(Stored records)
=====
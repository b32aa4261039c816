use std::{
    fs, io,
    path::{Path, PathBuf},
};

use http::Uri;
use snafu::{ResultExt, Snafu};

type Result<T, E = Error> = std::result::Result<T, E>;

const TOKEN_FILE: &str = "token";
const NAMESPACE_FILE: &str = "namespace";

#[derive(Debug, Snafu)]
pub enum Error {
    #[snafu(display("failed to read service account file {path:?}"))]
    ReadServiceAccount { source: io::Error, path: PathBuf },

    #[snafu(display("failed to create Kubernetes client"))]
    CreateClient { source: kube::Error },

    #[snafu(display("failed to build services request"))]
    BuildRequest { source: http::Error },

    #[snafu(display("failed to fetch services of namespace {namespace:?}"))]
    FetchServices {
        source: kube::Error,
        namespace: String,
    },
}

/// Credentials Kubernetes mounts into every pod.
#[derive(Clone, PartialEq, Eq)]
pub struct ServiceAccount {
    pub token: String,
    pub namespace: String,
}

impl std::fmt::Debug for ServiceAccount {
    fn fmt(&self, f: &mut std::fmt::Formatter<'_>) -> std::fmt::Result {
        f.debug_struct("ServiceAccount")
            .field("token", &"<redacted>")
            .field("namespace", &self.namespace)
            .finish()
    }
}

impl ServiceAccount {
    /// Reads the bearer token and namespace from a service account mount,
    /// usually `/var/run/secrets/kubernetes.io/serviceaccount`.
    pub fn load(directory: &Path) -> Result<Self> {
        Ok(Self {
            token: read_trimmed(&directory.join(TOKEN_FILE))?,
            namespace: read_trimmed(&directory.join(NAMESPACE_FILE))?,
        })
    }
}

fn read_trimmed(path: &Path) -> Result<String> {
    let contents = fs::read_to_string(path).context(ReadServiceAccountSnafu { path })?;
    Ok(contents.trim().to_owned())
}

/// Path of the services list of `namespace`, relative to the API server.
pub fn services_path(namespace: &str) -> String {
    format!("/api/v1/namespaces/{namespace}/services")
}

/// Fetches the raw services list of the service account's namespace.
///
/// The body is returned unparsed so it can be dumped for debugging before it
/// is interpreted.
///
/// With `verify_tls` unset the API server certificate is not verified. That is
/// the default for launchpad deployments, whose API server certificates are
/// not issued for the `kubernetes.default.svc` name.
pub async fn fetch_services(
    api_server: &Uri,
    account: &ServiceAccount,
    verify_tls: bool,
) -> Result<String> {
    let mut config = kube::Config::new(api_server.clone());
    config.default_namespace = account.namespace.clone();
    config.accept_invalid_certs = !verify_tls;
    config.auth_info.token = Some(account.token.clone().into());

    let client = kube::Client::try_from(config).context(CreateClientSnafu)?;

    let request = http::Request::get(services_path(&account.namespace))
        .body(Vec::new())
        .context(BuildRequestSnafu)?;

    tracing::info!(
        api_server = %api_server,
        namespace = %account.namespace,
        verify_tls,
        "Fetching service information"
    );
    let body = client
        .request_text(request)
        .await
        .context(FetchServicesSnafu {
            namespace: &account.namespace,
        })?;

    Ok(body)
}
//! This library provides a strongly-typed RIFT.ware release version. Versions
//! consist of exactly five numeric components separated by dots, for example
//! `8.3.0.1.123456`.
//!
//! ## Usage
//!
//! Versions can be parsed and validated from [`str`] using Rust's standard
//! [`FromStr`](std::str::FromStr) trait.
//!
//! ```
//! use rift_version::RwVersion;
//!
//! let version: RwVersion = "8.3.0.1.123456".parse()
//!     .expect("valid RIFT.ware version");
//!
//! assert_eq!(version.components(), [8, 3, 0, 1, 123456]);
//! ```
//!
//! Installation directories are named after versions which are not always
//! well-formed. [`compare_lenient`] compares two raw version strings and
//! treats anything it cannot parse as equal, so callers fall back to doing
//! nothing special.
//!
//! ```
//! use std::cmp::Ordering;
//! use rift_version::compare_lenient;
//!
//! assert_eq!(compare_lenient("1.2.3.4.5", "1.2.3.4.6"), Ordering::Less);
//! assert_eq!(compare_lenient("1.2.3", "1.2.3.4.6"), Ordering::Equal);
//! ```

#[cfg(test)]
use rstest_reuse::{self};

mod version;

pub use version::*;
=====
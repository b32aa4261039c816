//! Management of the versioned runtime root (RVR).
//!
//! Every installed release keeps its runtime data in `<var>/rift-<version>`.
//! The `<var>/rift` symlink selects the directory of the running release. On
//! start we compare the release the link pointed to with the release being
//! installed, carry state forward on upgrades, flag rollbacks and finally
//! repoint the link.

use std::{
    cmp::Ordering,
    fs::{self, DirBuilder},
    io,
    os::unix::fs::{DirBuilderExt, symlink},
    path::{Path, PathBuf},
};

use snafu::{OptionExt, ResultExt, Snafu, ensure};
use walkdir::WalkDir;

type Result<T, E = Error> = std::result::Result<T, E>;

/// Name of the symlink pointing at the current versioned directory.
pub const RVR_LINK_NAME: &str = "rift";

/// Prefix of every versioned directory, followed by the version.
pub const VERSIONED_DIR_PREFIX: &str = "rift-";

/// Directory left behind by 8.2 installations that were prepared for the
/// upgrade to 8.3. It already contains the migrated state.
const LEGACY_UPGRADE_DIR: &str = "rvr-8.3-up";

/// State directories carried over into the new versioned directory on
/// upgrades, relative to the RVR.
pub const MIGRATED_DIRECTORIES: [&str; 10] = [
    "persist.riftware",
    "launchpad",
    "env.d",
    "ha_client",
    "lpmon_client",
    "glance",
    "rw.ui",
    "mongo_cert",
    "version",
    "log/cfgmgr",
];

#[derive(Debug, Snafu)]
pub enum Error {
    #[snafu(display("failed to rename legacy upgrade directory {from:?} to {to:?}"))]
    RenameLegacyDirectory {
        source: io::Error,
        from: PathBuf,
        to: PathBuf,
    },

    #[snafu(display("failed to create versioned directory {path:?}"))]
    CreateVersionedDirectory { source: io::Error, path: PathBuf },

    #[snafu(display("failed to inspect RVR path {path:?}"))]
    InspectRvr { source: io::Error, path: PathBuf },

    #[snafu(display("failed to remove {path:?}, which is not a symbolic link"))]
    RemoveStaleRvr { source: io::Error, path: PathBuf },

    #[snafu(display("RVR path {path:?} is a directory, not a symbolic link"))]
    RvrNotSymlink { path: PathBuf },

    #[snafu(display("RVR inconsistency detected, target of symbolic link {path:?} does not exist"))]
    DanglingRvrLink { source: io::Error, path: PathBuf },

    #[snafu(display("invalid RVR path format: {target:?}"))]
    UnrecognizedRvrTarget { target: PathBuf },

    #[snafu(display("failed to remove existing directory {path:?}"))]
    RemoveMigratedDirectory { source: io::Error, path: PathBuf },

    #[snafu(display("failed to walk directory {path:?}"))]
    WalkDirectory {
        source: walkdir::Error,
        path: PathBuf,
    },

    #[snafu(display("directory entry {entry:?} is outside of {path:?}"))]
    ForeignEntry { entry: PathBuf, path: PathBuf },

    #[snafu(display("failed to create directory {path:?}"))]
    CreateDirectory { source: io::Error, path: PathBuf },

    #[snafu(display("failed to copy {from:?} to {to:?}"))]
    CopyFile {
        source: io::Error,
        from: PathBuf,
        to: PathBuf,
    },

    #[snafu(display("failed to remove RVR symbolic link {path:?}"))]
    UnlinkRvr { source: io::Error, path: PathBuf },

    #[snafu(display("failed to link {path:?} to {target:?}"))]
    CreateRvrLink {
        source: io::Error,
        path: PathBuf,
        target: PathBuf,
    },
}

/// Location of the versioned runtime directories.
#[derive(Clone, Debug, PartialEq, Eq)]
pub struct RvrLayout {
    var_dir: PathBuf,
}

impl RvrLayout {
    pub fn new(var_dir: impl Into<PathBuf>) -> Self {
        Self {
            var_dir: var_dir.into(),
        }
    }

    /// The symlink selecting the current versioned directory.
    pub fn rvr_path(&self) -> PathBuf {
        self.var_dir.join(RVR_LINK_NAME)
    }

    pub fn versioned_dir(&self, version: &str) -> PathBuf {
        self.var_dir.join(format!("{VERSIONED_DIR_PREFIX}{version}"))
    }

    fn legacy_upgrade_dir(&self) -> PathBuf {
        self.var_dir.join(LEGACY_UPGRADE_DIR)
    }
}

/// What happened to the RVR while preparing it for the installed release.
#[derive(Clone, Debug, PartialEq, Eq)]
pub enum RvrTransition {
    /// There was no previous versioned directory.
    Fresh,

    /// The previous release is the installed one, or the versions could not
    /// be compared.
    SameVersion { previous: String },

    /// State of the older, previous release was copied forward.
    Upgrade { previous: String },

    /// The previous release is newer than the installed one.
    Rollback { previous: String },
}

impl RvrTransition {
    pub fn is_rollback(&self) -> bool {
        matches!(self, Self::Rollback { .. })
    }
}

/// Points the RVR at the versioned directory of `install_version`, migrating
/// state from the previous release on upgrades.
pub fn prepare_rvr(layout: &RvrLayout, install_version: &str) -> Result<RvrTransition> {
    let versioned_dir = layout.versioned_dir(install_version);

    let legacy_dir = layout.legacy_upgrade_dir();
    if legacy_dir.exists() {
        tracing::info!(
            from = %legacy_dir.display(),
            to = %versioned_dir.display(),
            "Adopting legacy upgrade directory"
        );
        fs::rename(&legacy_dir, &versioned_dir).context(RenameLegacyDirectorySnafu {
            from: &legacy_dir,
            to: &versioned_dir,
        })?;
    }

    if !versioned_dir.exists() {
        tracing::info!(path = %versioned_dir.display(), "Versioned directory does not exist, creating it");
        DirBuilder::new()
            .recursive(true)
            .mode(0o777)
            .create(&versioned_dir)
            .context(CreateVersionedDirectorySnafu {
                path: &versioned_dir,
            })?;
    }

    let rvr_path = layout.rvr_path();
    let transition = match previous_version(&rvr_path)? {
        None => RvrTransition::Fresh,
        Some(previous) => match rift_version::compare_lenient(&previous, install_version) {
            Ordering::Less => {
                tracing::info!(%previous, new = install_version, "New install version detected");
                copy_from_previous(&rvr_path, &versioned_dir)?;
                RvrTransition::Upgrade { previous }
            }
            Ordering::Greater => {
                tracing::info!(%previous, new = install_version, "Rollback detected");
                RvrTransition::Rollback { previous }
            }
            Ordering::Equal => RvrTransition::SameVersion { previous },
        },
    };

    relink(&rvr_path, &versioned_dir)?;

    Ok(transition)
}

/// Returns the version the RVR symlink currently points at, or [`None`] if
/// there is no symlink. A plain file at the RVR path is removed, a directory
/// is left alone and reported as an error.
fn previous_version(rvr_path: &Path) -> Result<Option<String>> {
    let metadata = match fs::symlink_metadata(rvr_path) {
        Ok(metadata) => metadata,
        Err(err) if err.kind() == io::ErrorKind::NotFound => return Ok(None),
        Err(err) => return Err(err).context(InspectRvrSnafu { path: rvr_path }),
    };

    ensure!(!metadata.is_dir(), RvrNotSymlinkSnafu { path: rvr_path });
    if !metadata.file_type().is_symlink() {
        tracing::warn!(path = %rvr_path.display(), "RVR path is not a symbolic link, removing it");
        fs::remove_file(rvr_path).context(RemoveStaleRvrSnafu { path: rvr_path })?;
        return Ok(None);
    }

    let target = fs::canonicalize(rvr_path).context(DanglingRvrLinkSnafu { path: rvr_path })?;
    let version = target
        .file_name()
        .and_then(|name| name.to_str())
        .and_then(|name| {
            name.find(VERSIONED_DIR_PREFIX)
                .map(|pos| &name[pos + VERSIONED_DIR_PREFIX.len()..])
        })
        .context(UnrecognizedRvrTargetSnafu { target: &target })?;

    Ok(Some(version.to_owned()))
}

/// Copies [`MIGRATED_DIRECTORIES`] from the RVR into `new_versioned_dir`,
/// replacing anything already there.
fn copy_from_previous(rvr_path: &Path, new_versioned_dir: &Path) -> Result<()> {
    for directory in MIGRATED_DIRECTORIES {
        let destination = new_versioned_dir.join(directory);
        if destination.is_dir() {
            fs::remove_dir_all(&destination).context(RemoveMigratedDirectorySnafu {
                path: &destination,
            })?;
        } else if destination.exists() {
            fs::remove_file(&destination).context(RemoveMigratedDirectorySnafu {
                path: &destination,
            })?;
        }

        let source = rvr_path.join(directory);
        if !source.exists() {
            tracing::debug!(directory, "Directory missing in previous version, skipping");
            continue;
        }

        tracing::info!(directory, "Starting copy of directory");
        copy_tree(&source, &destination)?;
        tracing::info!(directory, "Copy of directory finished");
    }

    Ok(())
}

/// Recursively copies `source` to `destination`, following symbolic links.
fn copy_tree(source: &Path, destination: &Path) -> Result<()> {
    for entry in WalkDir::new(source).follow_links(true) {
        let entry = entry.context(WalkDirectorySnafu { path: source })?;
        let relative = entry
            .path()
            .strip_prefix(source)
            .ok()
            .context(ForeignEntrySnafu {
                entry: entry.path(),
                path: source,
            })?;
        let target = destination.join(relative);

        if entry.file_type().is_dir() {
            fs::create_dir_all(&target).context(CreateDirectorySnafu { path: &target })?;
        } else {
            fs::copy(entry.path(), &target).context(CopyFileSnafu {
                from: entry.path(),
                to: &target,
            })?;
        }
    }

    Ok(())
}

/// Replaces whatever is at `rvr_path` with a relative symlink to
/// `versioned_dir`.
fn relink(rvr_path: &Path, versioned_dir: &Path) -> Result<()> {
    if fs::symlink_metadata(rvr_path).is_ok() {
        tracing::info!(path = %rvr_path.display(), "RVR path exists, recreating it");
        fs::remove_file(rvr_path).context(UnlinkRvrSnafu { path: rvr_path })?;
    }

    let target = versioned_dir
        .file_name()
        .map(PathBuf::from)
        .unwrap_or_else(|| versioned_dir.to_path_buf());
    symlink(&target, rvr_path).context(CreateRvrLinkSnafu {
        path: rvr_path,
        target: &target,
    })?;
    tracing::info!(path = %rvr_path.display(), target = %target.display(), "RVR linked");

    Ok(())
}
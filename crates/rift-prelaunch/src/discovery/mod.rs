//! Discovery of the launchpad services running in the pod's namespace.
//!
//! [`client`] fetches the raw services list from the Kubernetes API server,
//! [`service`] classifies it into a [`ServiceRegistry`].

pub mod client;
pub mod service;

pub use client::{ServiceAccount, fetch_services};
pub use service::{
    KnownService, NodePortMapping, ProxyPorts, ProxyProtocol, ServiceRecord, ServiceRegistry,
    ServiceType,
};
=====
§ Work to be completed: From the data above, copy every line where "SameVersion" appears.

§ Solution to this task:
    SameVersion { previous: String },
            Ordering::Equal => RvrTransition::SameVersion { previous },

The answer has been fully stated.